A couple of interesting points were considered in another case today: SKA v R[2011] HCA 13 (4 May 2011). When an appeal is on the grounds that the verdict was unreasonable, should the appellate court look at a video recording of the complainant's evidence? Should the appellate court have regard to the trial judge's report that stated he thought the verdict was wrong? The High Court was unanimous on those points: there would need to be special reasons for the appellate court to watch the video, as doing so could give undue emphasis to only part of the evidence in the case. If a full written record of the evidence is available it should usually be sufficient for appeal purposes. And the trial judge's opinion was normally irrelevant, it being for the appellate court to make its own assessment of the evidence. Here the majority of the High Court (French CJ, Gummow and Kiefel JJ) held that the lower appellate court had not carried out its function correctly, because it had not made its own independent assessment of the evidence; instead, it had simply asked whether there was, as a question of law, evidence to support the verdicts. No reason had been shown why the appellate court should view the recording, and there was no reason to treat the trial judge's opinion of the verdicts as being of assistance. Crennan J referred at [119] to Sloan [2001] NSWCCA 421; (2001) 126 A Crim R 188 on when a report from the trial judge might be appropriate:

"An important function of a report ... is to inform the Court of Criminal Appeal of any problems which might have emerged during the trial, which either do not appear on the face of the record, or which are imperfectly or ambiguously recorded.

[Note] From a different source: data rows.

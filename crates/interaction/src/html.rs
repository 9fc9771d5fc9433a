use std::{borrow::Cow, fmt};

/// Escape the characters that carry meaning in HTML text and attribute values
///
/// Returns the input unchanged (borrowed) when there is nothing to escape.
#[must_use]
pub fn escape(input: &str) -> Cow<'_, str> {
    let Some(first) = input.find(needs_escape) else {
        return Cow::Borrowed(input);
    };

    let mut output = String::with_capacity(input.len() + 16);
    output.push_str(&input[..first]);
    for ch in input[first..].chars() {
        match entity(ch) {
            Some(entity) => output.push_str(entity),
            None => output.push(ch),
        }
    }

    Cow::Owned(output)
}

fn needs_escape(ch: char) -> bool {
    entity(ch).is_some()
}

fn entity(ch: char) -> Option<&'static str> {
    match ch {
        '&' => Some("&amp;"),
        '<' => Some("&lt;"),
        '>' => Some("&gt;"),
        '"' => Some("&quot;"),
        '\'' => Some("&#039;"),
        _ => None,
    }
}

/// Untrusted text that is escaped as it is formatted
///
/// Templates interpolate request-derived values through this wrapper only.
#[derive(Debug, Clone, Copy)]
pub struct Escaped<'a>(pub &'a str);

impl fmt::Display for Escaped<'_> {
    fn fmt(&self, f: &mut fmt::Formatter<'_>) -> fmt::Result {
        f.write_str(&escape(self.0))
    }
}
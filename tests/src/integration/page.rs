#![cfg(test)]
use interaction::config::Config;
use miette::{IntoDiagnostic, Result};

use crate::server::TestServer;

async fn post_body(url: &str, body: &'static str) -> Result<(u16, String)> {
    let response = reqwest::Client::new()
        .post(url)
        .header("content-type", "application/x-www-form-urlencoded")
        .body(body)
        .send()
        .await
        .into_diagnostic()?;

    let status = response.status().as_u16();
    Ok((status, response.text().await.into_diagnostic()?))
}

#[tokio::test]
async fn test_get_renders_form() -> Result<()> {
    let server = TestServer::start().await?;

    let response = reqwest::get(server.url("/")).await.into_diagnostic()?;
    assert_eq!(response.status(), 200);

    let content_type = response
        .headers()
        .get("content-type")
        .and_then(|v| v.to_str().ok())
        .map(str::to_owned);
    assert_eq!(content_type.as_deref(), Some("text/html; charset=utf-8"));

    let body = response.text().await.into_diagnostic()?;
    assert!(body.contains(r#"<form method="post" action="/">"#));
    assert!(body.contains(r#"name="name""#));
    assert!(body.contains("required"));
    assert!(!body.contains("Hello,"));

    server.stop().await
}

#[tokio::test]
async fn test_post_greets() -> Result<()> {
    let server = TestServer::start().await?;

    let body = reqwest::Client::new()
        .post(server.url("/"))
        .form(&[("name", "World")])
        .send()
        .await
        .into_diagnostic()?
        .text()
        .await
        .into_diagnostic()?;

    assert!(body.contains("Hello, World!"));
    assert!(body.contains(r#"<form method="post" action="/">"#));

    server.stop().await
}

#[tokio::test]
async fn test_post_escapes_script() -> Result<()> {
    let server = TestServer::start().await?;

    let body = reqwest::Client::new()
        .post(server.url("/"))
        .form(&[("name", "<script>alert(1)</script>")])
        .send()
        .await
        .into_diagnostic()?
        .text()
        .await
        .into_diagnostic()?;

    assert!(body.contains("Hello, &lt;script&gt;alert(1)&lt;/script&gt;!"));
    assert!(!body.contains("<script>"));

    server.stop().await
}

#[tokio::test]
async fn test_post_without_name() -> Result<()> {
    let server = TestServer::start().await?;

    let (status, body) = post_body(&server.url("/"), "").await?;
    assert_eq!(status, 200);
    assert!(body.contains("Hello, !"));

    let (status, body) = post_body(&server.url("/"), "nickname=Ada").await?;
    assert_eq!(status, 200);
    assert!(body.contains("Hello, !"));

    server.stop().await
}

#[tokio::test]
async fn test_post_malformed_body() -> Result<()> {
    let server = TestServer::start().await?;

    let (status, body) = post_body(&server.url("/"), "%zz&&=&name=%E2%28").await?;
    assert_eq!(status, 200);
    assert!(body.contains("Hello, \u{FFFD}(!"));

    let response = reqwest::Client::new()
        .post(server.url("/"))
        .header("content-type", "application/json")
        .body(r#"{"name":"json"}"#)
        .send()
        .await
        .into_diagnostic()?;
    assert_eq!(response.status(), 200);
    let body = response.text().await.into_diagnostic()?;
    assert!(body.contains("Hello, !"));

    server.stop().await
}

#[tokio::test]
async fn test_action_reflects_escaped_path() -> Result<()> {
    let server = TestServer::start().await?;

    let body = reqwest::get(server.url("/a&b/interaction.php?x=1&y=2"))
        .await
        .into_diagnostic()?
        .text()
        .await
        .into_diagnostic()?;

    assert!(body.contains(r#"action="/a&amp;b/interaction.php""#));
    assert!(!body.contains("x=1"));

    server.stop().await
}

#[tokio::test]
async fn test_repeated_post_is_identical() -> Result<()> {
    let server = TestServer::start().await?;

    let (_, first) = post_body(&server.url("/"), "name=Ada").await?;
    let (_, second) = post_body(&server.url("/"), "name=Ada").await?;
    assert_eq!(first, second);

    let (_, other) = post_body(&server.url("/"), "name=Grace").await?;
    assert!(!other.contains("Ada"));

    server.stop().await
}

#[tokio::test]
async fn test_unsupported_method() -> Result<()> {
    let server = TestServer::start().await?;

    let response = reqwest::Client::new()
        .put(server.url("/"))
        .body("name=World")
        .send()
        .await
        .into_diagnostic()?;
    assert_eq!(response.status(), 405);

    server.stop().await
}

#[tokio::test]
async fn test_configured_page_path_and_copy() -> Result<()> {
    let config = Config::from_toml(
        r#"
        [web]
        page_path = "/interaction.php"

        [page]
        title = "PHP User Interaction"
        heading = "PHP User Interaction"
        "#,
    )?;
    let server = TestServer::with_config(config).await?;

    let (status, body) = post_body(&server.url("/interaction.php"), "name=World").await?;
    assert_eq!(status, 200);
    assert!(body.contains("<title>PHP User Interaction</title>"));
    assert!(body.contains(r#"action="/interaction.php""#));
    assert!(body.contains("Hello, World!"));

    let response = reqwest::get(server.url("/")).await.into_diagnostic()?;
    assert_eq!(response.status(), 404);

    server.stop().await
}
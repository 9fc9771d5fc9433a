use axum::{
    body::Bytes,
    extract::{FromRequest, Request, rejection::BytesRejection},
    http::Method,
    response::{IntoResponse, Response},
};

use super::PageRequest;

#[derive(thiserror::Error, Debug, miette::Diagnostic)]
pub enum PageError {
    #[error("Failed to read form body: {0}")]
    Body(#[from] BytesRejection),
}

impl IntoResponse for PageError {
    fn into_response(self) -> Response {
        match self {
            // keeps 413 for oversized bodies and 400 for broken streams
            Self::Body(rejection) => rejection.into_response(),
        }
    }
}

/// Builds a [`PageRequest`] without looking at the content type
///
/// The body is only read for `POST`, and any bytes that arrive are parsed
/// leniently, so the only rejections come from reading the body itself.
impl<S> FromRequest<S> for PageRequest
where
    S: Send + Sync,
{
    type Rejection = PageError;

    async fn from_request(request: Request, state: &S) -> Result<Self, Self::Rejection> {
        let method = request.method().clone();
        let path = request.uri().path().to_owned();

        if method != Method::POST {
            return Ok(Self::new(method, path, &[]));
        }

        let body = Bytes::from_request(request, state).await?;
        Ok(Self::new(method, path, &body))
    }
}
pub mod config;
pub mod html;
pub mod o11y;
pub mod page;
pub mod web;
//! Core traits defined in `sessionhub-core` and implemented by other crates.

pub mod session_repository;
pub mod topic;
pub mod transport;

pub use session_repository::SessionRepository;
pub use topic::TopicPublisher;
pub use transport::ConnectionTransport;
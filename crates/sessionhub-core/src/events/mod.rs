//! Domain events.

pub mod presence;

pub use presence::{DisconnectReason, PresenceEvent, PresenceKind};
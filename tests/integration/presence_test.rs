//! Integration tests for connection registration and presence events.

mod helpers;

use std::collections::HashMap;
use std::sync::Arc;

use async_trait::async_trait;

use sessionhub_core::error::{AppError, ErrorKind};
use sessionhub_core::events::{PresenceEvent, PresenceKind};
use sessionhub_core::result::AppResult;
use sessionhub_core::types::{ConnectionId, SessionId};
use sessionhub_realtime::PresenceSubscriber;

#[tokio::test]
async fn test_two_connections_one_session() {
    let mut app = helpers::TestHub::new().await;
    let session = app.new_session().await;

    let (c1, _f1) = app.connect(session.id).await;
    let (c2, _f2) = app.connect(session.id).await;

    assert!(app.service().notify_disconnect(session.id, c1).await);
    assert!(app.service().is_online(&session.id));

    assert!(app.service().notify_disconnect(session.id, c2).await);
    assert!(!app.service().is_online(&session.id));

    let events: Vec<(PresenceKind, ConnectionId, usize)> = app
        .drain()
        .into_iter()
        .map(|e| (e.kind, e.connection_id, e.connection_count))
        .collect();
    assert_eq!(
        events,
        vec![
            (PresenceKind::Connected, c1, 1),
            (PresenceKind::Connected, c2, 2),
            (PresenceKind::Disconnected, c1, 1),
            (PresenceKind::Disconnected, c2, 0),
        ]
    );

    let topic = app.drain_topic();
    assert_eq!(topic.len(), 4);
    assert_eq!(topic[0]["type"], "presence_changed");
    assert_eq!(topic[0]["online"], true);
    assert_eq!(topic[3]["status"], "disconnected");
    assert_eq!(topic[3]["online"], false);
}

#[tokio::test]
async fn test_disconnect_of_unknown_handle_is_silent() {
    let mut app = helpers::TestHub::new().await;
    let session = app.new_session().await;
    let (known, _frames) = app.connect(session.id).await;
    app.drain();

    assert!(
        !app.service()
            .notify_disconnect(session.id, ConnectionId::new())
            .await
    );
    assert!(
        !app.service()
            .notify_disconnect(SessionId::new(), known)
            .await
    );

    assert!(app.drain().is_empty());
    assert_eq!(app.hub.registry().connections(&session.id), vec![known]);
}

#[tokio::test]
async fn test_duplicate_connect_is_silent() {
    let mut app = helpers::TestHub::new().await;
    let session = app.new_session().await;
    let (cid, _frames) = app.connect(session.id).await;

    assert!(!app.service().notify_connect(session.id, cid).await.unwrap());
    assert_eq!(app.drain().len(), 1);
    assert_eq!(app.hub.registry().connection_count(&session.id), 1);
}

#[tokio::test]
async fn test_connect_requires_live_session() {
    let mut app = helpers::TestHub::new().await;

    let unknown = app
        .service()
        .notify_connect(SessionId::new(), ConnectionId::new())
        .await
        .unwrap_err();
    assert_eq!(unknown.kind, ErrorKind::SessionInvalid);

    let session = app.new_session().await;
    app.backdate(&session, 6).await;
    let expired = app
        .service()
        .notify_connect(session.id, ConnectionId::new())
        .await
        .unwrap_err();
    assert_eq!(expired.kind, ErrorKind::SessionInvalid);

    assert!(app.drain().is_empty());
    assert!(app.service().online_sessions().is_empty());
    assert_eq!(app.hub.metrics().snapshot().connects_rejected, 2);
}

#[derive(Debug)]
struct AlwaysFails;

#[async_trait]
impl PresenceSubscriber for AlwaysFails {
    fn name(&self) -> &str {
        "always-fails"
    }

    async fn on_event(&self, _event: &PresenceEvent) -> AppResult<()> {
        Err(AppError::internal("subscriber exploded"))
    }
}

#[tokio::test]
async fn test_failing_subscriber_does_not_block_others() {
    let mut app = helpers::TestHub::new().await;
    app.hub.notifier().subscribe(Arc::new(AlwaysFails)).await;
    let session = app.new_session().await;

    let (cid, _frames) = app.connect(session.id).await;
    assert!(app.service().notify_disconnect(session.id, cid).await);

    assert_eq!(app.drain().len(), 2);
    assert_eq!(app.drain_topic().len(), 2);
    assert_eq!(app.hub.metrics().snapshot().subscriber_failures, 2);
}

#[tokio::test]
async fn test_unsubscribed_subscriber_receives_nothing_more() {
    let mut app = helpers::TestHub::new().await;
    let (extra, mut extra_rx) = sessionhub_realtime::ChannelSubscriber::new("extra", 16);
    let id = app.hub.notifier().subscribe(Arc::new(extra)).await;
    let session = app.new_session().await;

    let (c1, _f1) = app.connect(session.id).await;
    assert!(app.hub.notifier().unsubscribe(id).await);
    app.service().notify_disconnect(session.id, c1).await;

    assert_eq!(extra_rx.try_recv().unwrap().kind, PresenceKind::Connected);
    assert!(extra_rx.try_recv().is_err());
    assert_eq!(app.drain().len(), 2);
}

#[tokio::test(flavor = "multi_thread", worker_threads = 4)]
async fn test_concurrent_churn_keeps_per_session_order() {
    let mut app = helpers::TestHub::new().await;
    let app_service = Arc::new(app.service().clone());

    let mut sessions = Vec::new();
    for _ in 0..4 {
        sessions.push(app.new_session().await.id);
    }

    let mut tasks = Vec::new();
    for &session_id in &sessions {
        for _ in 0..8 {
            let service = app_service.clone();
            tasks.push(tokio::spawn(async move {
                let cid = ConnectionId::new();
                service.notify_connect(session_id, cid).await.unwrap();
                tokio::task::yield_now().await;
                assert!(service.notify_disconnect(session_id, cid).await);
            }));
        }
    }
    for task in tasks {
        task.await.unwrap();
    }

    // replay each session's events: every count must follow from the last
    let mut counts: HashMap<SessionId, usize> = HashMap::new();
    for event in app.drain() {
        let count = counts.entry(event.session_id).or_default();
        match event.kind {
            PresenceKind::Connected => *count += 1,
            PresenceKind::Disconnected => *count -= 1,
        }
        assert_eq!(*count, event.connection_count);
    }

    assert_eq!(counts.len(), sessions.len());
    assert!(counts.values().all(|&c| c == 0));
    assert!(app.service().online_sessions().is_empty());
}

"Another permissible and relevant function of such a report is its use, by a trial judge, to raise any matters of irregularity or otherwise, which may give cause for significant doubt in relation to a guilty verdict, and which again are not apparent upon a bare reading of the record.
" A third permissible reason for such a report is its provision, in response to a specific request from the Court of Criminal Appeal, in relation to any matter which may be of concern to it.
"Otherwise, in times where there is in existence an adequate system for court reporting, occasion for the provision of a ... report should only arise in exceptional circumstances. Its use in order to justify, or to explain a decision for which reasons should have been provided, is not such a circumstance."

For other approaches to how an appellate court should decide whether a verdict was unreasonable, see my discussion of Owen v R [2007] NZSC 102, noted here on 11 December 2007. In New Zealand we have an odd situation: if an appeal is brought on the grounds that the verdict was unreasonable, the appellate court will not reach its own decision on guilt or innocence, whereas if the appeal is brought on a ground which attracts the operation of the proviso, the appellate court will decide the question of guilt or innocence for itself. This is because of a relatively recent change in the interpretation of the legislation in which our Supreme Court blipped over to follow the High Court of Australia's decision in Weiss.